全局变量snapshot->satisfies函数在初始化该全局变量已设置为HeapTupleSatisfiesMVCC.


static SnapshotData CurrentSnapshotData = {HeapTupleSatisfiesMVCC};

HeapTupleSatisfiesMVCC — 如Tuple对于给定的MVCC快照可见,则返回T


/*
 * HeapTupleSatisfiesMVCC
 *      True iff heap tuple is valid for the given MVCC snapshot.
 * HeapTupleSatisfiesMVCC -- 如Tuple对于给定的MVCC快照可见,则返回T
 *
 *  Here, we consider the effects of:
 *      all transactions committed as of the time of the given snapshot
 *      previous commands of this transaction
 * 在这里,我们考虑的是:
 *     在给定快照之前的事务命令执行时提交的所有事务
 *
 *  Does _not_ include:
 *      transactions shown as in-progress by the snapshot
 *      transactions started after the snapshot was taken
 *      changes made by the current command
 * 但不包括:
 *      快照显示仍在进行中的事务.
 *      快照之后才启动的事务.
 *     
 *
 * Notice that here, we will not update the tuple status hint bits if the
 * inserting/deleting transaction is still running according to our snapshot,
 * even if in reality it's committed or aborted by now.  This is intentional.

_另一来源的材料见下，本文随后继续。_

//! Common test utilities for examprep integration tests.

#![allow(dead_code)] // Some utilities are used by different test files

use std::sync::Arc;
use std::time::Duration;

use axum::Router;
use axum_test::TestServer;
use serde_json::Value;

use examprep_core::{User, UserId, UserType};
use examprep_service::auth::JwtKeys;
use examprep_service::config::{OtpSettings, WorkerSettings};
use examprep_service::{create_router, AppState, ServiceConfig};
use examprep_store::{MemoryStore, Store};

pub const SERVICE_API_KEY: &str = "test-service-key";
pub const ADMIN_API_KEY: &str = "test-admin-key";
pub const WEBHOOK_SECRET: &str = "test-webhook-secret";

/// Test harness containing everything needed for integration tests.
pub struct TestHarness {
    /// The test server for making HTTP requests.
    pub server: TestServer,
    /// The store behind the server, for setup and assertions.
    pub store: Arc<MemoryStore>,
    /// Keys matching the server's, for minting tokens.
    pub jwt: JwtKeys,
}

/// Configuration used by every harness.
pub fn test_config() -> ServiceConfig {
    ServiceConfig {
        listen_addr: "127.0.0.1:0".into(),
        jwt_secret: "integration-test-secret".into(),
        service_api_key: Some(SERVICE_API_KEY.into()),
        admin_api_key: Some(ADMIN_API_KEY.into()),
        razorpay_webhook_secret: Some(WEBHOOK_SECRET.into()),
        otp: OtpSettings {
            expose_code: true,
            ..OtpSettings::default()
        },
        worker: WorkerSettings {
            initial_backoff: Duration::from_millis(1),
            max_backoff: Duration::from_millis(5),
            ..WorkerSettings::default()
        },
        ..ServiceConfig::default()
    }
}

impl TestHarness {
    /// Create a new test harness with an empty in-memory store.
    ///
    /// Must be called inside a Tokio runtime (the generation worker is spawned).
    pub fn new() -> Self {
        Self::with_config(test_config())
    }

    /// Create a harness with a custom configuration.
    pub fn with_config(config: ServiceConfig) -> Self {
        let store = Arc::new(MemoryStore::new());
        let jwt = JwtKeys::new(
            &config.jwt_secret,
            config.access_token_ttl,
            config.refresh_token_ttl,
        );

        let state = AppState::new(store.clone(), config);
        let router: Router = create_router(state);
        let server = TestServer::new(router).expect("Failed to create test server");

        Self { server, store, jwt }
    }

    /// Register a student with `credits` welcome credits.
    pub async fn student(&self, credits: i64) -> User {
        let email = format!("{}@example.com", UserId::generate());
        let user = User::new_student(Some(email), None, "Test Student".into());
        self.store
            .create_user(&user, credits)
            .await
            .expect("Failed to create student")
    }

    /// Register a staff member of the given role.
    pub async fn staff(&self, user_type: UserType) -> User {
        let email = format!("{}@staff.example.com", UserId::generate());
        let mut user = User::new_student(Some(email), None, "Staff".into());
        user.user_type = user_type;
        self.store
            .create_user(&user, 0)
            .await
            .expect("Failed to create staff user")
    }

    /// Authorization header carrying a valid access token for `user`.
    pub fn auth_header(&self, user: &User) -> String {
        let tokens = self.jwt.issue(user).expect("Failed to issue token");
        format!("Bearer {}", tokens.access_token)
    }
}

/// The `data` member of a success envelope.
pub fn data(body: &Value) -> &Value {
    assert_eq!(body["success"], true, "unexpected body: {body}");
    &body["data"]
}

/// The `error.code` member of an error envelope.
pub fn error_code(body: &Value) -> &str {
    assert_eq!(body["success"], false, "unexpected body: {body}");
    body["error"]["code"].as_str().unwrap_or_default()
}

 * Checking the true transaction state would require access to high-traffic
 * shared data structures, creating contention we'd rather do without, and it
 * would not change the result of our visibility check anyway.  The hint bits
 * will be updated by the first visitor that has a snapshot new enough to see
 * the inserting/deleting transaction as done.  In the meantime, the cost of
 * leaving the hint bits unset is basically that each HeapTupleSatisfiesMVCC
 * call will need to run TransactionIdIsCurrentTransactionId in addition to
 * XidInMVCCSnapshot (but it would have to do the latter anyway).  In the old
 * coding where we tried to set the hint bits as soon as possible, we instead
 * did TransactionIdIsInProgress in each call --- to no avail, as long as the
 * inserting/deleting transaction was still running --- which was more cycles
 * and more contention on the PGXACT array.

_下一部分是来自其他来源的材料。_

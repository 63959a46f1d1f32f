//! Token issuing and request authentication.
//!
//! This module provides:
//! - [`JwtKeys`] - HS256 access/refresh token pair issuing and validation
//! - `AuthUser` - End-user authentication via Bearer access token
//! - `ServiceAuth` - Service-to-service authentication via API key
//! - `AdminAuth` - Admin key, or a Bearer token belonging to staff

use std::sync::Arc;
use std::time::Duration;

use axum::extract::FromRequestParts;
use axum::http::request::Parts;
use chrono::Utc;
use jsonwebtoken::{decode, encode, Algorithm, DecodingKey, EncodingKey, Header, Validation};
use serde::{Deserialize, Serialize};

use examprep_core::{User, UserId, UserType};

use crate::crypto::constant_time_eq;
use crate::error::ApiError;
use crate::state::AppState;

/// Issuer claim stamped on every token.
const ISSUER: &str = "examprep";

/// Which half of the token pair a JWT is.
#[derive(Debug, Clone, Copy, PartialEq, Eq, Serialize, Deserialize)]
#[serde(rename_all = "snake_case")]
pub enum TokenKind {
    /// Short-lived token sent on every request.
    Access,
    /// Long-lived token exchanged for a new pair.
    Refresh,
}

/// JWT claims.
#[derive(Debug, Clone, Serialize, Deserialize)]
pub struct JwtClaims {
    /// Subject (user ID).
    pub sub: String,
    /// Role at the time the token was issued.
    pub user_type: UserType,
    /// Access or refresh.
    pub typ: TokenKind,
    /// Issuer.
    pub iss: String,
    /// Issued at.
    pub iat: i64,
    /// Expiration time.
    pub exp: i64,
}

/// A freshly issued token pair.
#[derive(Debug, Clone, Serialize)]
pub struct TokenPair {
    /// Access token.
    pub access_token: String,
    /// Refresh token.
    pub refresh_token: String,
    /// Always `Bearer`.
    pub token_type: &'static str,
    /// Access token lifetime in seconds.
    pub expires_in: u64,
}

/// Signing and verification keys for HS256 tokens.
#[derive(Clone)]
pub struct JwtKeys {
    encoding: EncodingKey,
    decoding: DecodingKey,
    access_ttl: Duration,
    refresh_ttl: Duration,
}

impl JwtKeys {
    /// Build keys from a shared secret.
    #[must_use]
    pub fn new(secret: &str, access_ttl: Duration, refresh_ttl: Duration) -> Self {
        Self {
            encoding: EncodingKey::from_secret(secret.as_bytes()),
            decoding: DecodingKey::from_secret(secret.as_bytes()),
            access_ttl,
            refresh_ttl,
        }
    }

    /// Issue an access and refresh token for `user`.
    pub fn issue(&self, user: &User) -> Result<TokenPair, ApiError> {
        Ok(TokenPair {
            access_token: self.sign(user, TokenKind::Access, self.access_ttl)?,
            refresh_token: self.sign(user, TokenKind::Refresh, self.refresh_ttl)?,
            token_type: "Bearer",
            expires_in: self.access_ttl.as_secs(),
        })
    }

    /// Validate signature, issuer, expiry and token kind.
    pub fn verify(&self, token: &str, kind: TokenKind) -> Result<JwtClaims, ApiError> {
        let mut validation = Validation::new(Algorithm::HS256);
        validation.set_issuer(&[ISSUER]);

        let claims = decode::<JwtClaims>(token, &self.decoding, &validation)
            .map_err(|e| {
                tracing::debug!(error = %e, "JWT validation failed");
                ApiError::Unauthorized
            })?
            .claims;

        if claims.typ != kind {
            tracing::debug!(expected = ?kind, actual = ?claims.typ, "Wrong token kind");
            return Err(ApiError::Unauthorized);
        }
        Ok(claims)
    }

    fn sign(&self, user: &User, typ: TokenKind, ttl: Duration) -> Result<String, ApiError> {
        let now = Utc::now().timestamp();
        let ttl = i64::try_from(ttl.as_secs()).unwrap_or(i64::MAX);
        let claims = JwtClaims {
            sub: user.id.to_string(),
            user_type: user.user_type,
            typ,
            iss: ISSUER.to_string(),
            iat: now,
            exp: now.saturating_add(ttl),
        };
        encode(&Header::new(Algorithm::HS256), &claims, &self.encoding)
            .map_err(|e| ApiError::Internal(format!("failed to sign token: {e}")))
    }
}

fn bearer_token(parts: &Parts) -> Option<&str> {
    parts
        .headers
        .get("authorization")
        .and_then(|v| v.to_str().ok())
        .and_then(|v| v.strip_prefix("Bearer "))
}

fn header<'a>(parts: &'a Parts, name: &str) -> Option<&'a str> {
    parts.headers.get(name).and_then(|v| v.to_str().ok())
}

/// An authenticated user extracted from a Bearer access token.
#[derive(Debug, Clone)]
pub struct AuthUser {
    /// The user ID.
    pub user_id: UserId,
    /// Role claimed by the token.
    pub user_type: UserType,
}

impl AuthUser {
    fn from_token(token: &str, state: &AppState) -> Result<Self, ApiError> {
        let claims = state.jwt.verify(token, TokenKind::Access)?;
        let user_id = claims
            .sub
            .parse::<UserId>()
            .map_err(|_| ApiError::Unauthorized)?;

        Ok(Self {
            user_id,
            user_type: claims.user_type,
        })
    }
}

impl FromRequestParts<Arc<AppState>> for AuthUser {
    type Rejection = ApiError;

    fn from_request_parts<'life0, 'life1, 'async_trait>(
        parts: &'life0 mut Parts,
        state: &'life1 Arc<AppState>,
    ) -> ::core::pin::Pin<
        Box<
            dyn ::core::future::Future<Output = Result<Self, Self::Rejection>>
                + ::core::marker::Send
                + 'async_trait,
        >,
    >
    where
        'life0: 'async_trait,
        'life1: 'async_trait,
        Self: 'async_trait,
    {
        Box::pin(async move {
            let token = bearer_token(parts).ok_or(ApiError::Unauthorized)?;
            Self::from_token(token, state)
        })
    }
}

/// Service authentication via API key.
///
/// Used by internal services that deduct credits on a user's behalf.
#[derive(Debug, Clone)]
pub struct ServiceAuth {
    /// The service name or identifier.
    pub service_name: String,
}

impl FromRequestParts<Arc<AppState>> for ServiceAuth {
    type Rejection = ApiError;

    fn from_request_parts<'life0, 'life1, 'async_trait>(
        parts: &'life0 mut Parts,
        state: &'life1 Arc<AppState>,
    ) -> ::core::pin::Pin<
        Box<
            dyn ::core::future::Future<Output = Result<Self, Self::Rejection>>
                + ::core::marker::Send
                + 'async_trait,
        >,
    >
    where
        'life0: 'async_trait,
        'life1: 'async_trait,
        Self: 'async_trait,
    {
        Box::pin(async move {
            let api_key = header(parts, "x-api-key").ok_or(ApiError::Unauthorized)?;

            let expected_key = state
                .config
                .service_api_key
                .as_ref()
                .ok_or(ApiError::Unauthorized)?;

            if !constant_time_eq(api_key, expected_key) {
                return Err(ApiError::Unauthorized);
            }

            let service_name = header(parts, "x-service-name")
                .unwrap_or("unknown")
                .to_string();

            Ok(ServiceAuth { service_name })
        })
    }
}

/// Admin authentication.
///
/// Accepts either the `X-Admin-Key` header (with an optional `X-Admin-Id`)
/// or a Bearer access token whose role is admin or content manager.
#[derive(Debug, Clone)]
pub struct AdminAuth {
    /// Admin identifier (for audit logging).
    pub admin_id: String,
    /// The admin's user ID, when known. Recorded as `updated_by`.
    pub user_id: Option<UserId>,
}

impl FromRequestParts<Arc<AppState>> for AdminAuth {
    type Rejection = ApiError;

    fn from_request_parts<'life0, 'life1, 'async_trait>(
        parts: &'life0 mut Parts,
        state: &'life1 Arc<AppState>,
    ) -> ::core::pin::Pin<
        Box<
            dyn ::core::future::Future<Output = Result<Self, Self::Rejection>>
                + ::core::marker::Send
                + 'async_trait,
        >,
    >
    where
        'life0: 'async_trait,
        'life1: 'async_trait,
        Self: 'async_trait,
    {
        Box::pin(async move {
            if let Some(admin_key) = header(parts, "x-admin-key") {
                let expected_key = state
                    .config
                    .admin_api_key
                    .as_ref()
                    .ok_or(ApiError::Unauthorized)?;

                if !constant_time_eq(admin_key, expected_key) {
                    return Err(ApiError::Unauthorized);
                }

                let admin_id = header(parts, "x-admin-id").unwrap_or("admin").to_string();
                // Only a registered user can be recorded as `updated_by`.
                let user_id = match admin_id.parse::<UserId>() {
                    Ok(id) => state.store.get_user(&id).await?.map(|user| user.id),
                    Err(_) => None,
                };

                tracing::info!(admin_id = %admin_id, "Admin authenticated by key");
                return Ok(AdminAuth { admin_id, user_id });
            }

            let token = bearer_token(parts).ok_or(ApiError::Unauthorized)?;

            let user = AuthUser::from_token(token, state)?;
            if !user.user_type.is_staff() {
                return Err(ApiError::Forbidden);
            }

            tracing::info!(admin_id = %user.user_id, "Admin authenticated by token");
            Ok(AdminAuth {
                admin_id: user.user_id.to_string(),
                user_id: Some(user.user_id),
            })
        })
    }
}

#[cfg(test)]
mod tests {
    use super::*;

    fn keys() -> JwtKeys {
        JwtKeys::new(
            "test-secret",
            Duration::from_secs(900),
            Duration::from_secs(7 * 24 * 3600),
        )
    }

    #[test]
    fn issued_tokens_verify_as_their_kind() {
        let keys = keys();
        let user = User::new_student(Some("a@b.co".into()), None, "a".into());
        let pair = keys.issue(&user).unwrap();

        let access = keys.verify(&pair.access_token, TokenKind::Access).unwrap();
        assert_eq!(access.sub, user.id.to_string());
        assert_eq!(access.user_type, UserType::Student);
        assert_eq!(access.exp - access.iat, 900);

        let refresh = keys.verify(&pair.refresh_token, TokenKind::Refresh).unwrap();
        assert_eq!(refresh.exp - refresh.iat, 7 * 24 * 3600);
        assert_eq!(pair.expires_in, 900);
    }

    #[test]
    fn token_kinds_are_not_interchangeable() {
        let keys = keys();
        let user = User::new_student(None, Some("+919876543210".into()), "Student".into());
        let pair = keys.issue(&user).unwrap();

        assert!(keys.verify(&pair.refresh_token, TokenKind::Access).is_err());
        assert!(keys.verify(&pair.access_token, TokenKind::Refresh).is_err());
    }

    #[test]
    fn foreign_and_expired_tokens_are_rejected() {
        let user = User::new_student(Some("a@b.co".into()), None, "a".into());
        let other = JwtKeys::new("other-secret", Duration::from_secs(60), Duration::from_secs(60));
        let pair = other.issue(&user).unwrap();
        assert!(keys().verify(&pair.access_token, TokenKind::Access).is_err());

        let now = Utc::now().timestamp();
        let claims = JwtClaims {
            sub: user.id.to_string(),
            user_type: UserType::Student,
            typ: TokenKind::Access,
            iss: ISSUER.to_string(),
            iat: now - 3600,
            exp: now - 1800,
        };
        let expired = encode(
            &Header::new(Algorithm::HS256),
            &claims,
            &EncodingKey::from_secret(b"test-secret"),
        )
        .unwrap();
        assert!(keys().verify(&expired, TokenKind::Access).is_err());
    }
}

 * 在这里需要注意的是,如果插入/删除事务仍然在快照范围内运行,
 *   那么我们将不会更新元组状态提示位,即使它现在已经提交或中止。这是做法内部约定的.
 * 检查真正的事务状态需要访问高频访问的共享数据结构,
 *   这就产生了我们不希望看到的争用,而且它也不会改变可见性检查的结果。
 * 第一个访问者将更新提示位,该访问者的快照足够新,可以看到插入/删除事务已经完成。
 * 与此同时,不设置提示位的代价是,除了XidInMVCCSnapshot之外,
 *   每个HeapTupleSatisfiesMVCC调用都需要运行TransactionIdIsCurrentTransactionId
 *   (无论如何都必须执行后者)。
 * 在旧的编码中,我们试图尽快地设置提示位,
 *   而不是在每次调用中执行TransactionIdIsInProgress——
 *      只要插入/删除事务仍在运行,这些工作看起来都是徒劳的
 *   ——导致PGXACT数组上更多的循环和争用。
 */
bool
HeapTupleSatisfiesMVCC(HeapTuple htup, Snapshot snapshot,
                       Buffer buffer)
{
    HeapTupleHeader tuple = htup->t_data;//Tuple
    Assert(ItemPointerIsValid(&htup->t_self));
    Assert(htup->t_tableOid != InvalidOid);
    if (!HeapTupleHeaderXminCommitted(tuple))
    {
        //A.xmin事务未提交(HEAP_XMIN_COMMITTED标记未设置)
        if (HeapTupleHeaderXminInvalid(tuple))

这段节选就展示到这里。